Casher se apiadó del desconcierto del hombre, y no quiso manifestar una curiosidad imprudente. Pero quiso saber más sobre el sin-memoria.

—¿Es doloroso ser un sin-memoria? —preguntó.

—No —dijo Gosigo—, no resulta más doloroso que ser como tú.

De pronto Gosigo fijó la mirada en Casher. Cambió la voz, que sonó más aguda. Se llevó las manos a la cara y jadeó entre las manos, como si nunca más fuera a hablar de nuevo.

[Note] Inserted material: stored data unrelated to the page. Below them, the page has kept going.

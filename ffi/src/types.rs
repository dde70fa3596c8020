//! `#[repr(C)]` types for the FFI boundary.
//!
//! # Design
//! Each type mirrors a core type but uses C-compatible representations:
//! `*mut c_char` instead of `String`, raw pointers instead of `Vec`, and
//! tagged enums with explicit discriminants. Conversion functions live here
//! to keep `lib.rs` focused on the `extern "C"` surface.

use std::ffi::{c_void, CString};
use std::os::raw::c_char;

use task_core::{ApiError, HttpMethod, Page, Task, TaskClient, TaskStatus};

/// Opaque handle to a `TaskClient`. C callers receive a pointer to this
/// and pass it back into every FFI function.
pub struct FfiTaskClient {
    pub(crate) inner: TaskClient,
}

/// Copy `s` into a heap C string owned by the caller. Interior NUL bytes
/// cannot be represented and are dropped; the rest of the text is kept.
pub(crate) fn c_string(s: impl Into<Vec<u8>>) -> *mut c_char {
    let mut bytes = s.into();
    bytes.retain(|&b| b != 0);
    CString::new(bytes).unwrap_or_default().into_raw()
}

/// Release a string produced by `c_string`. Null is ignored.
pub(crate) fn drop_c_string(s: *mut c_char) {
    if !s.is_null() {
        drop(unsafe { CString::from_raw(s) });
    }
}

// ---------------------------------------------------------------------------
// Request types
// ---------------------------------------------------------------------------

/// HTTP method as a C enum.
#[repr(C)]
#[derive(Debug, PartialEq, Eq)]
pub enum FfiHttpMethod {
    Get = 0,
    Post = 1,
    Put = 2,
    Delete = 3,
}

impl From<HttpMethod> for FfiHttpMethod {
    fn from(m: HttpMethod) -> Self {
        match m {
            HttpMethod::Get => FfiHttpMethod::Get,
            HttpMethod::Post => FfiHttpMethod::Post,
            HttpMethod::Put => FfiHttpMethod::Put,
            HttpMethod::Delete => FfiHttpMethod::Delete,
        }
    }
}

/// A single HTTP header as a key-value pair of C strings.
#[repr(C)]
pub struct FfiHeader {
    pub key: *mut c_char,
    pub value: *mut c_char,
}

/// An HTTP request described as C-compatible plain data.
///
/// Built by `task_build_*` functions. The host executes the request and
/// passes the response back through `task_parse_*`.
#[repr(C)]
pub struct FfiHttpRequest {
    pub method: FfiHttpMethod,
    pub path: *mut c_char,
    pub headers: *mut FfiHeader,
    pub headers_len: u32,
    pub body: *mut c_char,
}

impl FfiHttpRequest {
    /// Convert a core `HttpRequest` into a heap-allocated `FfiHttpRequest`.
    pub(crate) fn from_core(req: task_core::HttpRequest) -> *mut Self {
        let headers_len = req.headers.len() as u32;
        let headers = if req.headers.is_empty() {
            std::ptr::null_mut()
        } else {
            let ffi_headers: Box<[FfiHeader]> = req
                .headers
                .into_iter()
                .map(|(k, v)| FfiHeader {
                    key: c_string(k),
                    value: c_string(v),
                })
                .collect();
            Box::into_raw(ffi_headers) as *mut FfiHeader
        };

        Box::into_raw(Box::new(FfiHttpRequest {
            method: req.method.into(),
            path: c_string(req.path),
            headers,
            headers_len,
            body: req.body.map_or(std::ptr::null_mut(), |b| c_string(b)),
        }))
    }
}

// ---------------------------------------------------------------------------
// Response input (caller-provided, not heap-allocated by us)
// ---------------------------------------------------------------------------

/// An HTTP response described as C-compatible plain data.
///
/// The host builds this after executing a request and passes a pointer to a
/// `task_parse_*` function. The FFI layer reads but does not free it.
#[repr(C)]
pub struct FfiHttpResponse {
    pub status: u16,
    pub body: *const c_char,
}

// ---------------------------------------------------------------------------
// Task types
// ---------------------------------------------------------------------------

#[repr(C)]
#[derive(Debug, Clone, Copy, PartialEq, Eq)]
pub enum FfiTaskStatus {
    NotStarted = 0,
    InProgress = 1,
    Completed = 2,
}

impl From<TaskStatus> for FfiTaskStatus {
    fn from(status: TaskStatus) -> Self {
        match status {
            TaskStatus::NotStarted => FfiTaskStatus::NotStarted,
            TaskStatus::InProgress => FfiTaskStatus::InProgress,
            TaskStatus::Completed => FfiTaskStatus::Completed,
        }
    }
}

/// Decode a status argument: negative means "not given".
pub(crate) fn status_arg(code: i32) -> Result<Option<TaskStatus>, ApiError> {
    match code {
        c if c < 0 => Ok(None),
        0 => Ok(Some(TaskStatus::NotStarted)),
        1 => Ok(Some(TaskStatus::InProgress)),
        2 => Ok(Some(TaskStatus::Completed)),
        other => Err(ApiError::InvalidInput(format!("unknown status code: {other}"))),
    }
}

/// A single task exposed to C.
#[repr(C)]
pub struct FfiTask {
    pub id: u64,
    pub title: *mut c_char,
    pub details: *mut c_char,
    pub status: FfiTaskStatus,
    pub created_at: *mut c_char,
    pub updated_at: *mut c_char,
}

impl FfiTask {
    fn from_core(task: Task) -> Self {
        FfiTask {
            id: task.id,
            title: c_string(task.title),
            details: c_string(task.details),
            status: task.status.into(),
            created_at: c_string(task.created_at),
            updated_at: c_string(task.updated_at),
        }
    }

    /// Free the C-string fields (but not the struct itself).
    pub(crate) fn free_fields(&self) {
        drop_c_string(self.title);
        drop_c_string(self.details);
        drop_c_string(self.created_at);
        drop_c_string(self.updated_at);
    }
}

/// A list of tasks exposed to C.
#[repr(C)]
pub struct FfiTaskList {
    pub items: *mut FfiTask,
    pub len: u32,
}

/// One page of the task list with the position the server reported.
/// `has_next` is false on the last page.
#[repr(C)]
pub struct FfiTaskPage {
    pub list: FfiTaskList,
    pub current_page: u32,
    pub last_page: u32,
    pub has_next: bool,
}

fn ffi_task_list(tasks: Vec<Task>) -> FfiTaskList {
    let len = tasks.len() as u32;
    let items = if tasks.is_empty() {
        std::ptr::null_mut()
    } else {
        let ffi_tasks: Box<[FfiTask]> = tasks.into_iter().map(FfiTask::from_core).collect();
        Box::into_raw(ffi_tasks) as *mut FfiTask
    };
    FfiTaskList { items, len }
}

impl FfiTaskList {
    /// Free the items (but not the struct itself).
    pub(crate) fn free_items(&self) {
        if self.items.is_null() || self.len == 0 {
            return;
        }
        let items = unsafe {
            Box::from_raw(std::ptr::slice_from_raw_parts_mut(self.items, self.len as usize))
        };
        for item in items.iter() {
            item.free_fields();
        }
    }
}

// ---------------------------------------------------------------------------
// Result types
// ---------------------------------------------------------------------------

/// Error codes returned in `FfiTaskResult`.
///
/// A missing task is `Http` with `http_status` 404, like any other
/// rejected request.
#[repr(C)]
#[derive(Debug, PartialEq, Eq)]
pub enum FfiErrorCode {
    Ok = 0,
    Http = 1,
    Transport = 2,
    Deserialization = 3,
    Serialization = 4,
    InvalidInput = 5,
    Panic = 6,
    NullArg = 7,
}

/// Tag that tells `task_free_result` what `FfiTaskResult::data` points to.
#[repr(C)]
#[derive(Debug, PartialEq, Eq)]
pub enum FfiDataTag {
    None = 0,
    Task = 1,
    TaskList = 2,
    TaskPage = 3,
}

/// Result envelope for all parse operations.
///
/// On success `error_code` is `Ok`, `error_message` is null, and `data`
/// points to the parsed payload (tagged by `data_tag`).
/// On failure `error_code` describes the category, `error_message` is a
/// human-readable C string, and `data` is null.
#[repr(C)]
pub struct FfiTaskResult {
    pub error_code: FfiErrorCode,
    pub error_message: *mut c_char,
    pub http_status: u16,
    pub data_tag: FfiDataTag,
    pub data: *mut c_void,
}

impl FfiTaskResult {
    fn ok(data_tag: FfiDataTag, data: *mut c_void) -> *mut Self {
        Box::into_raw(Box::new(FfiTaskResult {
            error_code: FfiErrorCode::Ok,
            error_message: std::ptr::null_mut(),
            http_status: 0,
            data_tag,
            data,
        }))
    }

    fn err(error_code: FfiErrorCode, http_status: u16, msg: String) -> *mut Self {
        Box::into_raw(Box::new(FfiTaskResult {
            error_code,
            error_message: c_string(msg),
            http_status,
            data_tag: FfiDataTag::None,
            data: std::ptr::null_mut(),
        }))
    }

    /// Build a success result carrying a single `FfiTask`.
    pub(crate) fn ok_task(task: Task) -> *mut Self {
        let ffi_task = Box::new(FfiTask::from_core(task));
        Self::ok(FfiDataTag::Task, Box::into_raw(ffi_task) as *mut c_void)
    }

    /// Build a success result carrying a `FfiTaskList`.
    pub(crate) fn ok_task_list(tasks: Vec<Task>) -> *mut Self {
        let ffi_list = Box::new(ffi_task_list(tasks));
        Self::ok(FfiDataTag::TaskList, Box::into_raw(ffi_list) as *mut c_void)
    }

    /// Build a success result carrying a `FfiTaskPage`.
    pub(crate) fn ok_task_page(page: Page<Task>) -> *mut Self {
        let has_next = !page.is_last();
        let ffi_page = Box::new(FfiTaskPage {
            current_page: page.meta.current_page,
            last_page: page.meta.last_page,
            has_next,
            list: ffi_task_list(page.data),
        });
        Self::ok(FfiDataTag::TaskPage, Box::into_raw(ffi_page) as *mut c_void)
    }

    /// Build a success result with no data payload (e.g. delete).
    pub(crate) fn ok_empty() -> *mut Self {
        Self::ok(FfiDataTag::None, std::ptr::null_mut())
    }

    /// Build an error result from an `ApiError`.
    pub(crate) fn from_error(err: ApiError) -> *mut Self {
        let (code, http_status) = match &err {
            ApiError::Status { status, .. } => (FfiErrorCode::Http, *status),
            ApiError::Transport(_) => (FfiErrorCode::Transport, 0),
            ApiError::Deserialization(_) => (FfiErrorCode::Deserialization, 0),
            ApiError::Serialization(_) => (FfiErrorCode::Serialization, 0),
            ApiError::InvalidInput(_) => (FfiErrorCode::InvalidInput, 0),
        };
        Self::err(code, http_status, err.to_string())
    }

    /// Build an error result for a null argument.
    pub(crate) fn null_arg(name: &str) -> *mut Self {
        Self::err(FfiErrorCode::NullArg, 0, format!("null argument: {name}"))
    }

    /// Build an error result for a caught panic.
    pub(crate) fn panic(msg: &str) -> *mut Self {
        Self::err(FfiErrorCode::Panic, 0, msg.to_string())
    }
}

—Pero... ¡Oh! El temor... el espantoso y siniestro temor de
ser yo...

Aún clavaba los ojos en Casher.

Calmándose al fin, apartó las manos de la cara, como obligándose a ello, y dijo con voz casi normal:

—¿Continuamos con nuestro viaje?

Gosigo salió al desnudo y lúgubre pasillo. Había corriente, aunque no se veía ninguna puerta ni ventana abierta. Bajaron por una majestuosa escalera, de peldaños muy anchos, a la planta baja del edificio. En alguna época debía de haber sido un salón de recepción. Ahora estaba lleno de coches.

Coches extraños.

Eran vehículos de superficie de un tipo que Casher nunca había conocido. Se parecían a los antiguos «tanques de combate» que Casher había visto en películas. También parecían submarinos cortos y feos. Tenían ruedas con pinchos, pero su característica más compleja era un conjunto de tirabuzones gigantescos unidos al coche mediante un aparato intrincado pero funcional, cuatro en cada flanco.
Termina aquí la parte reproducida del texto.